## Assigned task
Every entry should be copied exactly, with nothing added or dropped.

## Data excerpts
//! Shared test utilities for domain testing
//!
//! This crate provides reusable test infrastructure for the domain crates:
//! - `TestMongo`: MongoDB container with automatic cleanup (feature: "mongo")
//! - `TestDataBuilder`: Deterministic maintenance-record generation (always available)
//! - `assertions`: Custom assertion helpers (always available)
//!
//! # Usage
//!
//! ```rust,no_run
//! use test_utils::{TestDataBuilder, TestMongo};
//!
//! #[tokio::test]
//! #[ignore = "requires Docker"]
//! async fn my_mongo_test() {
//!     let mongo = TestMongo::new().await;
//!     let builder = TestDataBuilder::from_test_name("my_mongo_test");
//!
//!     let db = mongo.database(&builder.name("db", "main"));
//!     let record = builder.maintenance_record(1);
//! }
//! ```

use serde_json::{Value, json};

#[cfg(feature = "mongo")]
mod mongo;

#[cfg(feature = "mongo")]
pub use mongo::TestMongo;

const EQUIPMENT: &[(&str, &str)] = &[
    ("Centrifugal Pump", "Pump overheating under sustained load"),
    ("Air Compressor", "Discharge pressure dropping below setpoint"),
    ("Conveyor Belt", "Belt tracking off-center"),
    ("HVAC Chiller", "High condenser pressure alarm"),
];

const SEVERITIES: &[&str] = &["Low", "Medium", "High", "Critical"];

/// Builder for test data with deterministic variation
///
/// The same seed always yields the same records.
pub struct TestDataBuilder {
    seed: u64,
}

impl TestDataBuilder {
    /// Create a new builder with a seed (for deterministic tests)
    pub fn new(seed: u64) -> Self {
        Self { seed }
    }

    /// Create from test name (generates seed from test name hash)
    ///
    /// # Example
    ///
    /// ```
    /// use test_utils::TestDataBuilder;
    ///
    /// let builder = TestDataBuilder::from_test_name("test_ingest_batch");
    /// ```
    pub fn from_test_name(name: &str) -> Self {
        use std::collections::hash_map::DefaultHasher;
        use std::hash::{Hash, Hasher};

        let mut hasher = DefaultHasher::new();
        name.hash(&mut hasher);
        Self::new(hasher.finish())
    }

    /// Generate a unique name for testing
    ///
    /// ```
    /// use test_utils::TestDataBuilder;
    ///
    /// let builder = TestDataBuilder::new(12345);
    /// assert_eq!(builder.name("db", "main"), "test-db-12345-main");
    /// ```
    pub fn name(&self, prefix: &str, suffix: &str) -> String {
        format!("test-{}-{}-{}", prefix, self.seed, suffix)
    }

    /// Record identifier for the `n`th record of this builder
    pub fn record_id(&self, n: usize) -> String {
        format!("MLOG-{:04}-{:04}", self.seed % 10_000, n)
    }

    /// A complete maintenance record as it appears in the input file
    pub fn maintenance_record(&self, n: usize) -> Value {
        let pick = (self.seed as usize).wrapping_add(n);
        let (equipment_type, issue) = EQUIPMENT[pick % EQUIPMENT.len()];
        let severity = SEVERITIES[pick % SEVERITIES.len()];

        json!({
            "record_id": self.record_id(n),
            "equipment_id": format!("EQ-{:03}", pick % 1000),
            "equipment_type": equipment_type,
            "location": format!("Plant {} - Bay {}", (b'A' + (pick % 3) as u8) as char, n + 1),
            "service_date": format!("2024-{:02}-{:02}", pick % 12 + 1, pick % 28 + 1),
            "service_type": if n % 2 == 0 { "Corrective" } else { "Preventive" },
            "reported_issue": issue,
            "diagnostic_findings": "Worn component identified during inspection",
            "actions_taken": "Replaced worn component and recalibrated",
            "post_service_notes": "Operating within normal parameters",
            "severity_level": severity,
            "service_duration_minutes": 30 + (pick % 8) * 15,
            "technician": {
                "name": format!("Technician {}", pick % 50),
                "certification": "CMRT"
            }
        })
    }

    /// `count` records numbered from 1
    pub fn maintenance_records(&self, count: usize) -> Vec<Value> {
        (1..=count).map(|n| self.maintenance_record(n)).collect()
    }
}

/// Test assertion helpers
pub mod assertions {
    /// Assert that an optional value is Some
    pub fn assert_some<T>(value: Option<T>, context: &str) -> T {
        value.unwrap_or_else(|| panic!("{}: expected Some, got None", context))
    }

    /// Assert that two float slices match within `tolerance`
    pub fn assert_close(actual: &[f64], expected: &[f64], tolerance: f64, context: &str) {
        assert_eq!(
            actual.len(),
            expected.len(),
            "{}: expected {} values, got {}",
            context,
            expected.len(),
            actual.len()
        );
        for (i, (a, e)) in actual.iter().zip(expected).enumerate() {
            assert!(
                (a - e).abs() <= tolerance,
                "{}: value {} differs: expected {}, got {}",
                context,
                i,
                e,
                a
            );
        }
    }
}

## Problem solution
//! Shared test utilities for domain testing
//!
//! This crate provides reusable test infrastructure for the domain crates:
//! - `TestMongo`: MongoDB container with automatic cleanup (feature: "mongo")
//! - `TestDataBuilder`: Deterministic maintenance-record generation (always available)
//! - `assertions`: Custom assertion helpers (always available)
//!
//! # Usage
//!
//! ```rust,no_run
//! use test_utils::{TestDataBuilder, TestMongo};
//!
//! #[tokio::test]
//! #[ignore = "requires Docker"]
//! async fn my_mongo_test() {
//!     let mongo = TestMongo::new().await;
//!     let builder = TestDataBuilder::from_test_name("my_mongo_test");
//!
//!     let db = mongo.database(&builder.name("db", "main"));
//!     let record = builder.maintenance_record(1);
//! }
//! ```

use serde_json::{Value, json};

#[cfg(feature = "mongo")]
mod mongo;

#[cfg(feature = "mongo")]
pub use mongo::TestMongo;

const EQUIPMENT: &[(&str, &str)] = &[
    ("Centrifugal Pump", "Pump overheating under sustained load"),
    ("Air Compressor", "Discharge pressure dropping below setpoint"),
    ("Conveyor Belt", "Belt tracking off-center"),
    ("HVAC Chiller", "High condenser pressure alarm"),
];

const SEVERITIES: &[&str] = &["Low", "Medium", "High", "Critical"];

/// Builder for test data with deterministic variation
///
/// The same seed always yields the same records.
pub struct TestDataBuilder {
    seed: u64,
}

impl TestDataBuilder {
    /// Create a new builder with a seed (for deterministic tests)
    pub fn new(seed: u64) -> Self {
        Self { seed }
    }

    /// Create from test name (generates seed from test name hash)
    ///
    /// # Example
    ///
    /// ```
    /// use test_utils::TestDataBuilder;
    ///
    /// let builder = TestDataBuilder::from_test_name("test_ingest_batch");
    /// ```
    pub fn from_test_name(name: &str) -> Self {
        use std::collections::hash_map::DefaultHasher;
        use std::hash::{Hash, Hasher};

        let mut hasher = DefaultHasher::new();
        name.hash(&mut hasher);
        Self::new(hasher.finish())
    }

    /// Generate a unique name for testing
    ///
    /// ```
    /// use test_utils::TestDataBuilder;
    ///
    /// let builder = TestDataBuilder::new(12345);
    /// assert_eq!(builder.name("db", "main"), "test-db-12345-main");
    /// ```
    pub fn name(&self, prefix: &str, suffix: &str) -> String {
        format!("test-{}-{}-{}", prefix, self.seed, suffix)
    }

    /// Record identifier for the `n`th record of this builder
    pub fn record_id(&self, n: usize) -> String {
        format!("MLOG-{:04}-{:04}", self.seed % 10_000, n)
    }

    /// A complete maintenance record as it appears in the input file
    pub fn maintenance_record(&self, n: usize) -> Value {
        let pick = (self.seed as usize).wrapping_add(n);
        let (equipment_type, issue) = EQUIPMENT[pick % EQUIPMENT.len()];
        let severity = SEVERITIES[pick % SEVERITIES.len()];

        json!({
            "record_id": self.record_id(n),
            "equipment_id": format!("EQ-{:03}", pick % 1000),
            "equipment_type": equipment_type,
            "location": format!("Plant {} - Bay {}", (b'A' + (pick % 3) as u8) as char, n + 1),
            "service_date": format!("2024-{:02}-{:02}", pick % 12 + 1, pick % 28 + 1),
            "service_type": if n % 2 == 0 { "Corrective" } else { "Preventive" },
            "reported_issue": issue,
            "diagnostic_findings": "Worn component identified during inspection",
            "actions_taken": "Replaced worn component and recalibrated",
            "post_service_notes": "Operating within normal parameters",
            "severity_level": severity,
            "service_duration_minutes": 30 + (pick % 8) * 15,
            "technician": {
                "name": format!("Technician {}", pick % 50),
                "certification": "CMRT"
            }
        })
    }

    /// `count` records numbered from 1
    pub fn maintenance_records(&self, count: usize) -> Vec<Value> {
        (1..=count).map(|n| self.maintenance_record(n)).collect()
    }
}

/// Test assertion helpers
pub mod assertions {
    /// Assert that an optional value is Some
    pub fn assert_some<T>(value: Option<T>, context: &str) -> T {
        value.unwrap_or_else(|| panic!("{}: expected Some, got None", context))
    }

    /// Assert that two float slices match within `tolerance`
    pub fn assert_close(actual: &[f64], expected: &[f64], tolerance: f64, context: &str) {
        assert_eq!(
            actual.len(),
            expected.len(),
            "{}: expected {} values, got {}",
            context,
            expected.len(),
            actual.len()
        );
        for (i, (a, e)) in actual.iter().zip(expected).enumerate() {
            assert!(
                (a - e).abs() <= tolerance,
                "{}: value {} differs: expected {}, got {}",
                context,
                i,
                e,
                a
            );
        }
    }
}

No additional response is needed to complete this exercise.